** TASK BRIEF **
If a line in the entries below includes the string "would", copy it out.

(Stored data)
◇ ◇ ◇ ◇ ◇ ◇ ◇
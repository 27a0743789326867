use axum::{Router, extract::State, http::StatusCode, routing::get};
use tracing::error;

use crate::api::todo::{create_todo, delete_todo, get_todo, search_todos, update_todo};
use crate::state::AppState;

pub fn router(state: AppState) -> Router {
    Router::new()
        .route("/health", get(health))
        .route("/todo", get(search_todos).post(create_todo))
        .route(
            "/todo/{id}",
            get(get_todo).put(update_todo).delete(delete_todo),
        )
        .with_state(state)
}

async fn health(State(state): State<AppState>) -> StatusCode {
    match sqlx::query("select 1").execute(&state.db).await {
        Ok(_) => StatusCode::OK,
        Err(err) => {
            error!("health check failed: {}", err);
            StatusCode::INTERNAL_SERVER_ERROR
        }
    }
}
use sqlx::sqlite::SqlitePoolOptions;
use tracing::{error, info};
use tracing_subscriber::{layer::SubscriberExt, util::SubscriberInitExt};

use todo_api::config::Config;
use todo_api::routes::router;
use todo_api::state::AppState;

#[tokio::main]
async fn main() -> Result<(), Box<dyn std::error::Error>> {
    let config = Config::from_env()?;

    tracing_subscriber::registry()
        .with(tracing_subscriber::EnvFilter::new(
            std::env::var("RUST_LOG").unwrap_or_else(|_| "todo_api=debug".to_string()),
        ))
        .with(tracing_subscriber::fmt::layer())
        .init();

    let pool = SqlitePoolOptions::new()
        .max_connections(config.max_connections)
        .connect(&config.database_url)
        .await?;

    sqlx::migrate!("./migrations").run(&pool).await?;

    let state = AppState::new(pool);

    let app = router(state);

    info!("listening on http://{}", config.bind_addr);

    let listener = tokio::net::TcpListener::bind(config.bind_addr).await?;
    axum::serve(listener, app)
        .with_graceful_shutdown(shutdown_signal())
        .await?;

    Ok(())
}

async fn shutdown_signal() {
    if let Err(err) = tokio::signal::ctrl_c().await {
        error!("failed to listen for shutdown signal: {}", err);
        std::future::pending::<()>().await;
    }
    info!("shutting down");
}
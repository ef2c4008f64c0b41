//! Protocol configuration and parameters.
//!
//! Parameters are fixed when the components are constructed; nothing here is
//! mutable at runtime.

use serde::{Deserialize, Serialize};

use crate::error::Result;
use crate::utils::address::Address;
use crate::utils::constants::*;
use crate::utils::validation::{validate_asset_pair, validate_decimals, validate_ltv};

// ═══════════════════════════════════════════════════════════════════════════════
// PROTOCOL PARAMETERS
// ═══════════════════════════════════════════════════════════════════════════════

/// Immutable protocol parameters (set at construction)
#[derive(Debug, Clone, PartialEq, Eq, Serialize, Deserialize)]
#[serde(default)]
pub struct ProtocolParams {
    /// Protocol version
    pub version: String,

    /// Loan-to-value ratio in basis points (6600 = 66%)
    pub ltv_bps: u64,

    /// Symbol of the borrowable asset
    pub borrow_symbol: String,

    /// Decimals of the borrowable asset
    pub borrow_decimals: u8,

    /// Symbol of the collateral asset
    pub collateral_symbol: String,

    /// Decimals of the collateral asset
    pub collateral_decimals: u8,

    /// Decimals of the price feed
    pub price_decimals: u8,
}

impl Default for ProtocolParams {
    fn default() -> Self {
        Self {
            version: env!("CARGO_PKG_VERSION").to_string(),
            ltv_bps: DEFAULT_LTV_BPS,
            borrow_symbol: "USDC".into(),
            borrow_decimals: DEFAULT_BORROW_DECIMALS,
            collateral_symbol: "WETH".into(),
            collateral_decimals: DEFAULT_COLLATERAL_DECIMALS,
            price_decimals: DEFAULT_PRICE_DECIMALS,
        }
    }
}

impl ProtocolParams {
    /// Override the loan-to-value ratio
    pub fn with_ltv(mut self, ltv_bps: u64) -> Self {
        self.ltv_bps = ltv_bps;
        self
    }

    /// Override asset and price precisions
    pub fn with_decimals(mut self, borrow: u8, collateral: u8, price: u8) -> Self {
        self.borrow_decimals = borrow;
        self.collateral_decimals = collateral;
        self.price_decimals = price;
        self
    }

    /// Validate parameters are consistent
    pub fn validate(&self) -> Result<()> {
        validate_ltv(self.ltv_bps)?;
        validate_decimals(self.borrow_decimals, "borrow_decimals")?;
        validate_decimals(self.collateral_decimals, "collateral_decimals")?;
        validate_decimals(self.price_decimals, "price_decimals")?;
        Ok(())
    }
}

// ═══════════════════════════════════════════════════════════════════════════════
// DEPLOYMENT ADDRESSES
// ═══════════════════════════════════════════════════════════════════════════════

/// Addresses of every component in a deployment
#[derive(Debug, Clone, Copy, PartialEq, Eq, Serialize, Deserialize)]
pub struct Deployment {
    /// Borrowable asset
    pub borrow_asset: Address,
    /// Collateral asset
    pub collateral_asset: Address,
    /// Collateral ledger
    pub ledger: Address,
    /// Constant-product exchange
    pub exchange: Address,
    /// Flash-liquidity pool
    pub flash_pool: Address,
    /// Liquidation orchestrator
    pub orchestrator: Address,
}

impl Default for Deployment {
    fn default() -> Self {
        Self {
            borrow_asset: Address::from_label("asset:borrow"),
            collateral_asset: Address::from_label("asset:collateral"),
            ledger: Address::from_label("ledger"),
            exchange: Address::from_label("exchange"),
            flash_pool: Address::from_label("flash-pool"),
            orchestrator: Address::from_label("orchestrator"),
        }
    }
}

impl Deployment {
    /// Validate that the deployment addresses are usable
    pub fn validate(&self) -> Result<()> {
        validate_asset_pair(&self.borrow_asset, &self.collateral_asset)
    }
}

#[cfg(test)]
mod tests {
    use super::*;

    #[test]
    fn test_protocol_params_default() {
        let params = ProtocolParams::default();
        assert!(params.validate().is_ok());
        assert_eq!(params.ltv_bps, DEFAULT_LTV_BPS);
    }

    #[test]
    fn test_invalid_ltv_rejected() {
        assert!(ProtocolParams::default().with_ltv(0).validate().is_err());
        assert!(ProtocolParams::default().with_ltv(10_001).validate().is_err());
        assert!(ProtocolParams::default().with_ltv(10_000).validate().is_ok());
    }

    #[test]
    fn test_partial_json_uses_defaults() {
        let params: ProtocolParams = serde_json::from_str(r#"{"ltv_bps": 5000}"#).unwrap();
        assert_eq!(params.ltv_bps, 5000);
        assert_eq!(params.borrow_decimals, DEFAULT_BORROW_DECIMALS);
    }

    #[test]
    fn test_deployment_addresses_distinct() {
        let d = Deployment::default();
        assert!(d.validate().is_ok());
        assert_ne!(d.ledger, d.exchange);
        assert_ne!(d.flash_pool, d.orchestrator);
    }
}
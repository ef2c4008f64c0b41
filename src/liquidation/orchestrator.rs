//! Liquidation orchestrator.
//!
//! Closes an insolvent ledger position without the caller putting up any
//! capital:
//! - Flash-borrow exactly the position's debt
//! - Repay it through `CollateralLedger::liquidate`, receiving the collateral
//! - Sell the collateral on the exchange
//! - Return principal plus fee to the lender and pay the rest to the caller
//!
//! The lender drives the middle steps by calling back into
//! [`LiquidationOrchestrator::on_loan_received`]. Only the lender recorded
//! for the in-flight liquidation may make that call, and only on behalf of
//! this orchestrator.

use serde::{Deserialize, Serialize};
use tracing::{debug, info};

use crate::core::exchange::ConstantProductExchange;
use crate::core::ledger::CollateralLedger;
use crate::core::token::AssetRegistry;
use crate::error::{Error, Result};
use crate::liquidation::flash_pool::{FlashBorrower, FlashLender};
use crate::oracle::PriceSource;
use crate::protocol::events::{EventLog, ProtocolEvent};
use crate::utils::address::Address;
use crate::utils::math::*;

// ═══════════════════════════════════════════════════════════════════════════════
// STATE
// ═══════════════════════════════════════════════════════════════════════════════

/// Orchestrator lifecycle
#[derive(Debug, Clone, Copy, Default, PartialEq, Eq, Serialize, Deserialize)]
pub enum OrchestratorState {
    /// No liquidation in flight
    #[default]
    Idle,
    /// Flash loan requested; only `authorized_pool` may call back
    AwaitingCallback {
        /// Lender permitted to invoke the completion callback
        authorized_pool: Address,
    },
}

/// Callback payload carried through the lender
#[derive(Debug, Clone, Copy, PartialEq, Eq, Serialize, Deserialize)]
pub struct LiquidationParams {
    /// Position being liquidated
    pub user: Address,
    /// Caller who receives the profit
    pub liquidator: Address,
}

impl LiquidationParams {
    /// Encode for the flash-loan data field
    pub fn encode(&self) -> Result<Vec<u8>> {
        bincode::serialize(self).map_err(|e| Error::Serialization(e.to_string()))
    }

    /// Decode from the flash-loan data field
    pub fn decode(data: &[u8]) -> Result<Self> {
        bincode::deserialize(data).map_err(|e| Error::Deserialization(e.to_string()))
    }
}

/// The venues a liquidation touches, borrowed for one call
pub struct Venues<'a> {
    pub ledger: &'a mut CollateralLedger,
    pub exchange: &'a mut ConstantProductExchange,
    pub oracle: &'a dyn PriceSource,
    pub events: &'a mut EventLog,
}

/// Dry-run estimate of a liquidation at current prices and reserves
#[derive(Debug, Clone, Copy, PartialEq, Eq, Serialize, Deserialize)]
pub struct LiquidationPreview {
    /// Position owner
    pub user: Address,
    /// Whether the ledger would accept the liquidation
    pub liquidatable: bool,
    /// Debt to flash-borrow
    pub debt: u128,
    /// Collateral that would be seized
    pub collateral: u128,
    /// Borrowable asset received for the collateral
    pub proceeds: u128,
    /// Flash fee on the debt
    pub fee: u128,
    /// Profit paid to the caller (zero when unprofitable)
    pub profit: u128,
    /// Amount by which proceeds fall short of the repayment
    pub shortfall: u128,
}

impl LiquidationPreview {
    /// Whether executing now would succeed
    pub fn is_executable(&self) -> bool {
        self.liquidatable && self.shortfall == 0
    }
}

// ═══════════════════════════════════════════════════════════════════════════════
// ORCHESTRATOR
// ═══════════════════════════════════════════════════════════════════════════════

/// Flash-loan funded liquidator
#[derive(Debug, Clone, Serialize, Deserialize)]
pub struct LiquidationOrchestrator {
    address: Address,
    state: OrchestratorState,
    /// Liquidations completed
    total_liquidations: u64,
    /// Profit paid out to callers
    total_profit: u128,
}

impl LiquidationOrchestrator {
    /// Create an idle orchestrator
    pub fn new(address: Address) -> Self {
        Self {
            address,
            state: OrchestratorState::Idle,
            total_liquidations: 0,
            total_profit: 0,
        }
    }

    /// Orchestrator address (holds funds only during a liquidation)
    pub fn address(&self) -> Address {
        self.address
    }

    /// Current lifecycle state
    pub fn state(&self) -> OrchestratorState {
        self.state
    }

    /// Liquidations completed
    pub fn total_liquidations(&self) -> u64 {
        self.total_liquidations
    }

    /// Profit paid out to callers
    pub fn total_profit(&self) -> u128 {
        self.total_profit
    }

    /// `floor(3 * amount / 997) + 1`
    pub fn flash_fee(amount: u128) -> Result<u128> {
        flash_fee(amount)
    }

    // ═══════════════════════════════════════════════════════════════════════════
    // QUERIES
    // ═══════════════════════════════════════════════════════════════════════════

    /// Estimate the outcome of liquidating `user` without touching any state
    pub fn preview_liquidation(
        &self,
        ledger: &CollateralLedger,
        exchange: &ConstantProductExchange,
        oracle: &dyn PriceSource,
        user: &Address,
    ) -> Result<LiquidationPreview> {
        let health = ledger.position_health(oracle, user)?;
        let debt = health.position.borrowed;
        let collateral = health.position.deposited;

        let proceeds = if collateral == 0 {
            0
        } else {
            exchange.quote_sell(&ledger.collateral_asset(), collateral)?
        };
        let fee = flash_fee(debt)?;
        let owed = safe_add(debt, fee)?;

        debug!(user = %user.short(), debt, collateral, proceeds, fee, "liquidation preview");
        Ok(LiquidationPreview {
            user: *user,
            liquidatable: health.liquidatable,
            debt,
            collateral,
            proceeds,
            fee,
            profit: proceeds.saturating_sub(owed),
            shortfall: owed.saturating_sub(proceeds),
        })
    }

    // ═══════════════════════════════════════════════════════════════════════════
    // LIQUIDATION
    // ═══════════════════════════════════════════════════════════════════════════

    /// Liquidate `user` with a flash loan of their full debt from `lender`.
    ///
    /// Returns the profit transferred to `caller`. The authorization is
    /// cleared before returning, whether the loan succeeded or not.
    pub fn liquidate(
        &mut self,
        assets: &mut AssetRegistry,
        lender: &mut dyn FlashLender,
        venues: Venues<'_>,
        caller: Address,
        user: Address,
    ) -> Result<u128> {
        if self.state != OrchestratorState::Idle {
            return Err(Error::LiquidationInProgress);
        }
        if lender.asset() != venues.ledger.borrow_asset() {
            return Err(Error::UnknownAsset(lender.asset()));
        }

        let debt = venues.ledger.borrowed(&user);
        let data = LiquidationParams {
            user,
            liquidator: caller,
        }
        .encode()?;
        let initiator = self.address;

        self.state = OrchestratorState::AwaitingCallback {
            authorized_pool: lender.address(),
        };
        debug!(user = %user.short(), debt, pool = %lender.address().short(), "requesting flash loan");

        let mut session = CallbackSession {
            orchestrator: &mut *self,
            venues,
            profit: None,
        };
        let outcome = lender.request_loan(assets, initiator, debt, &mut session, &data);
        let profit = session.profit;
        self.state = OrchestratorState::Idle;

        outcome?;
        profit.ok_or_else(|| Error::InvalidParameter {
            name: "flash_lender".into(),
            reason: "loan completed without invoking the callback".into(),
        })
    }

    /// Completion callback for the flash loan requested by [`Self::liquidate`].
    ///
    /// `msg_sender` must be the lender recorded for the in-flight liquidation
    /// and `initiator` must be this orchestrator. Returns the profit paid out.
    pub fn on_loan_received(
        &mut self,
        assets: &mut AssetRegistry,
        venues: &mut Venues<'_>,
        msg_sender: Address,
        initiator: Address,
        amount: u128,
        data: &[u8],
    ) -> Result<u128> {
        match self.state {
            OrchestratorState::AwaitingCallback { authorized_pool } if authorized_pool == msg_sender => {}
            _ => return Err(Error::UnauthorizedMsgSender(msg_sender)),
        }
        if initiator != self.address {
            return Err(Error::UnauthorizedInitiator(initiator));
        }
        let params = LiquidationParams::decode(data)?;

        let borrow_asset = venues.ledger.borrow_asset();
        let collateral_asset = venues.ledger.collateral_asset();

        assets.approve(&borrow_asset, self.address, venues.ledger.address(), amount)?;
        let collateral = venues.ledger.liquidate(
            assets,
            venues.oracle,
            venues.events,
            self.address,
            params.user,
        )?;

        assets.approve(&collateral_asset, self.address, venues.exchange.address(), collateral)?;
        let proceeds = venues.exchange.sell(
            assets,
            venues.events,
            self.address,
            &collateral_asset,
            collateral,
        )?;

        let owed = flash_repayment(amount)?;
        let profit = safe_sub(proceeds, owed)?;

        assets.transfer(&borrow_asset, self.address, msg_sender, owed)?;
        assets.transfer(&borrow_asset, self.address, params.liquidator, profit)?;

        self.total_liquidations += 1;
        self.total_profit = safe_add(self.total_profit, profit)?;

        info!(
            liquidator = %params.liquidator.short(),
            user = %params.user.short(),
            debt = amount,
            collateral,
            proceeds,
            owed,
            profit,
            "arbitrage liquidation complete"
        );
        venues.events.push(ProtocolEvent::ArbitrageLiquidation {
            liquidator: params.liquidator,
            liquidatee: params.user,
            profit,
        });
        Ok(profit)
    }
}

// ═══════════════════════════════════════════════════════════════════════════════
// CALLBACK SESSION
// ═══════════════════════════════════════════════════════════════════════════════

/// What the lender sees as the borrower: the orchestrator plus the venues it
/// needs, borrowed for the lifetime of one `liquidate` call.
struct CallbackSession<'o, 'v> {
    orchestrator: &'o mut LiquidationOrchestrator,
    venues: Venues<'v>,
    profit: Option<u128>,
}

impl FlashBorrower for CallbackSession<'_, '_> {
    fn address(&self) -> Address {
        self.orchestrator.address
    }

    fn on_loan_received(
        &mut self,
        assets: &mut AssetRegistry,
        msg_sender: Address,
        initiator: Address,
        amount: u128,
        data: &[u8],
    ) -> Result<()> {
        let profit = self.orchestrator.on_loan_received(
            assets,
            &mut self.venues,
            msg_sender,
            initiator,
            amount,
            data,
        )?;
        self.profit = Some(profit);
        Ok(())
    }
}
◇ ◇ ◇ ◇ ◇ ◇ ◇
** SOLUTION FOR THIS EXERCISE **
    /// Whether the ledger would accept the liquidation
    /// Collateral that would be seized
    /// Whether executing now would succeed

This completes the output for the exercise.